CREATE TABLE `api_sensitive_candidates` (
`id` BIGINT UNSIGNED NOT NULL AUTO_INCREMENT,
`keyword` VARCHAR(255) NOT NULL COMMENT '候选敏感词',
`vendor` VARCHAR(64) DEFAULT NULL COMMENT '机审来源',
`risk_level` TINYINT DEFAULT 1 COMMENT '1低 2中 3高',
`status` ENUM('PENDING','CONFIRMED','REJECTED') DEFAULT 'PENDING' COMMENT '状态',
`created_at` TIMESTAMP DEFAULT CURRENT_TIMESTAMP,
PRIMARY KEY (`id`)
) ENGINE=InnoDB DEFAULT CHARSET=utf8mb4 COMMENT='机审候选敏感词';Risk Scoring for Selective Machine Audit
Content is scored on several dimensions:
Obfuscation (emoji, spacing, pinyin, mixed characters) – +1 to +2.

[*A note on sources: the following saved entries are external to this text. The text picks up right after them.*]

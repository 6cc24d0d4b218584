//! Fixtures shared by the unit tests.

use std::path::Path;
use std::sync::{Arc, Mutex};

use async_trait::async_trait;
use axum::{
    body::Body,
    http::{Request, StatusCode},
    Router,
};
use chrono::Utc;
use serde_json::Value;
use sqlx::SqlitePool;
use tempfile::TempDir;
use tower::util::ServiceExt;

use crate::{
    config::{Config, SyncSettings},
    db::{
        models::{Organization, OwnerKind, Project, User},
        Database,
    },
    routes::auth::create_token,
    services::{
        git::RepoSource,
        identity,
        projects::{self, NewProject},
        storage::CheckoutStore,
        sync::{SyncError, SyncService},
    },
    AppState,
};

const TEST_SECRET: &str = "test-secret";

/// A migrated SQLite database in a temporary directory. A file rather than
/// `sqlite::memory:` so that pooled connections share one database.
pub struct TestDb {
    pub pool: SqlitePool,
    pub dir: TempDir,
}

impl TestDb {
    pub async fn new() -> Self {
        let dir = tempfile::tempdir().unwrap();
        let url = format!("sqlite:{}?mode=rwc", dir.path().join("test.db").display());
        let db = Database::connect(&url).await.unwrap();
        db.run_migrations().await.unwrap();
        Self { pool: db.pool, dir }
    }
}

pub async fn insert_user(pool: &SqlitePool, login: &str) -> User {
    let now = Utc::now();
    let mut tx = pool.begin().await.unwrap();
    identity::claim_login(&mut *tx, login, OwnerKind::User)
        .await
        .unwrap();
    let user = sqlx::query_as::<_, User>(
        r#"
        INSERT INTO users (login, name, email, password_hash, created_at, updated_at)
        VALUES (?, ?, ?, 'not-a-hash', ?, ?)
        RETURNING *
        "#,
    )
    .bind(login)
    .bind(login)
    .bind(format!("{login}@example.com"))
    .bind(now)
    .bind(now)
    .fetch_one(&mut *tx)
    .await
    .unwrap();
    tx.commit().await.unwrap();
    user
}

pub async fn insert_org(pool: &SqlitePool, login: &str, members: &[i64]) -> Organization {
    let now = Utc::now();
    let mut tx = pool.begin().await.unwrap();
    identity::claim_login(&mut *tx, login, OwnerKind::Organization)
        .await
        .unwrap();
    let mut org = sqlx::query_as::<_, Organization>(
        r#"
        INSERT INTO organizations (login, name, created_at, updated_at)
        VALUES (?, ?, ?, ?)
        RETURNING *
        "#,
    )
    .bind(login)
    .bind(login)
    .bind(now)
    .bind(now)
    .fetch_one(&mut *tx)
    .await
    .unwrap();

    for user_id in members {
        sqlx::query("INSERT INTO organization_members (org_id, user_id, created_at) VALUES (?, ?, ?)")
            .bind(org.id)
            .bind(user_id)
            .bind(now)
            .execute(&mut *tx)
            .await
            .unwrap();
    }
    tx.commit().await.unwrap();
    org.member_ids = members.to_vec();
    org
}

pub fn sample_user(id: i64, login: &str) -> User {
    let now = Utc::now();
    User {
        id,
        login: login.to_string(),
        name: login.to_string(),
        email: format!("{login}@example.com"),
        avatar_url: String::new(),
        bio: String::new(),
        github_id: None,
        prefer_langs: String::new(),
        password_hash: String::new(),
        created_at: now,
        updated_at: now,
    }
}

pub fn sample_org(id: i64, login: &str, member_ids: Vec<i64>) -> Organization {
    let now = Utc::now();
    Organization {
        id,
        login: login.to_string(),
        name: login.to_string(),
        description: String::new(),
        created_at: now,
        updated_at: now,
        member_ids,
    }
}

/// The `demo` project shape: English source, Chinese and French targets.
pub fn new_project(owner_id: i64, name: &str) -> NewProject {
    NewProject {
        owner_id,
        owner_kind: OwnerKind::User,
        name: name.to_string(),
        description: String::new(),
        is_private: false,
        is_git: false,
        git_url: String::new(),
        git_branch: String::new(),
        sync_time: 0,
        src_langs: "eng".to_string(),
        tgt_langs: "zho|fra".to_string(),
    }
}

/// A git-backed project syncing every minute.
pub async fn git_project(pool: &SqlitePool, owner_id: i64, name: &str) -> Project {
    let mut p = new_project(owner_id, name);
    p.is_git = true;
    p.git_url = "https://example.com/repo.git".to_string();
    p.git_branch = "main".to_string();
    p.sync_time = 60;
    projects::create(pool, p).await.unwrap()
}

#[derive(Debug, Clone)]
pub enum FakeBehavior {
    /// Write these `(relative path, contents)` pairs into the checkout.
    Files(Vec<(String, String)>),
    Fail(String),
    /// Never finish.
    Hang,
}

pub struct FakeSource {
    behavior: Mutex<FakeBehavior>,
}

impl FakeSource {
    pub fn new(behavior: FakeBehavior) -> Arc<Self> {
        Arc::new(Self {
            behavior: Mutex::new(behavior),
        })
    }

    pub fn set(&self, behavior: FakeBehavior) {
        *self.behavior.lock().unwrap() = behavior;
    }

    fn current(&self) -> FakeBehavior {
        self.behavior.lock().unwrap().clone()
    }
}

#[async_trait]
impl RepoSource for FakeSource {
    async fn probe(&self, _url: &str, _branch: &str) -> Result<(), SyncError> {
        match self.current() {
            FakeBehavior::Fail(msg) => Err(SyncError::Unreachable(msg)),
            _ => Ok(()),
        }
    }

    async fn fetch(&self, _url: &str, _branch: &str, dest: &Path) -> Result<(), SyncError> {
        match self.current() {
            FakeBehavior::Files(files) => {
                for (rel, contents) in files {
                    let path = dest.join(rel);
                    if let Some(parent) = path.parent() {
                        tokio::fs::create_dir_all(parent).await?;
                    }
                    tokio::fs::write(path, contents).await?;
                }
                Ok(())
            }
            FakeBehavior::Fail(msg) => Err(SyncError::Fetch(msg)),
            FakeBehavior::Hang => std::future::pending().await,
        }
    }
}

pub fn test_state(db: &TestDb, source: Arc<FakeSource>) -> AppState {
    let config = Config {
        port: 0,
        database_url: String::new(),
        storage_path: db.dir.path().join("checkouts").display().to_string(),
        jwt_secret: TEST_SECRET.to_string(),
        git_bin: "git".to_string(),
        git_verify_remote: true,
        sync: SyncSettings::default(),
    };
    let sync = SyncService::new(
        db.pool.clone(),
        source,
        CheckoutStore::new(&config.storage_path),
        config.sync.clone(),
    );

    AppState {
        db: Database {
            pool: db.pool.clone(),
        },
        config,
        sync,
    }
}

/// Router over `db` with a repo source serving a single empty `eng.json`.
pub fn test_app(db: &TestDb) -> Router {
    let source = FakeSource::new(FakeBehavior::Files(vec![(
        "eng.json".to_string(),
        "{}".to_string(),
    )]));
    crate::build_router(test_state(db, source))
}

pub fn token_for(user: &User) -> String {
    create_token(user.id, &user.login, TEST_SECRET).unwrap()
}

/// Sends one request and decodes the JSON reply (`Value::Null` when empty).
pub async fn send(
    app: &Router,
    method: &str,
    uri: &str,
    token: Option<&str>,
    body: Option<Value>,
) -> (StatusCode, Value) {
    let mut builder = Request::builder().method(method).uri(uri);
    if let Some(token) = token {
        builder = builder.header("Authorization", format!("Bearer {token}"));
    }
    let request = match body {
        Some(json) => builder
            .header("content-type", "application/json")
            .body(Body::from(json.to_string()))
            .unwrap(),
        None => builder.body(Body::empty()).unwrap(),
    };

    let response = app.clone().oneshot(request).await.unwrap();
    let status = response.status();
    let bytes = axum::body::to_bytes(response.into_body(), usize::MAX)
        .await
        .unwrap();
    let value = if bytes.is_empty() {
        Value::Null
    } else {
        serde_json::from_slice(&bytes).unwrap()
    };
    (status, value)
}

External links or contact info – +2.
Similarity to blacklist terms (edit distance, phonetics) – +1 to +2.
Context weight (comment vs. nickname vs. private message, time of day) – +1 to +3.
Account/device signals (new account, frequent blocks, high‑frequency posting, same IP across accounts) – +1 to +2.
Template or bulk‑post patterns – +1.
Scores below T1 are passed directly, between T1 and T2 are sent for machine audit, and above T2 are blocked or routed to manual review.
Results
Machine‑audit calls reduced by >70%.
False‑positive rate dropped below 1%.
Customer‑service workload decreased by ~50%.
The system continuously self‑evolves as candidate words are fed back into the blacklist/whitelist.
Takeaways
The solution keeps the vast majority of traffic in‑memory for millisecond latency, saves cost by avoiding unnecessary third‑party calls, and improves accuracy through a closed feedback loop that turns machine‑audit results into local rule updates.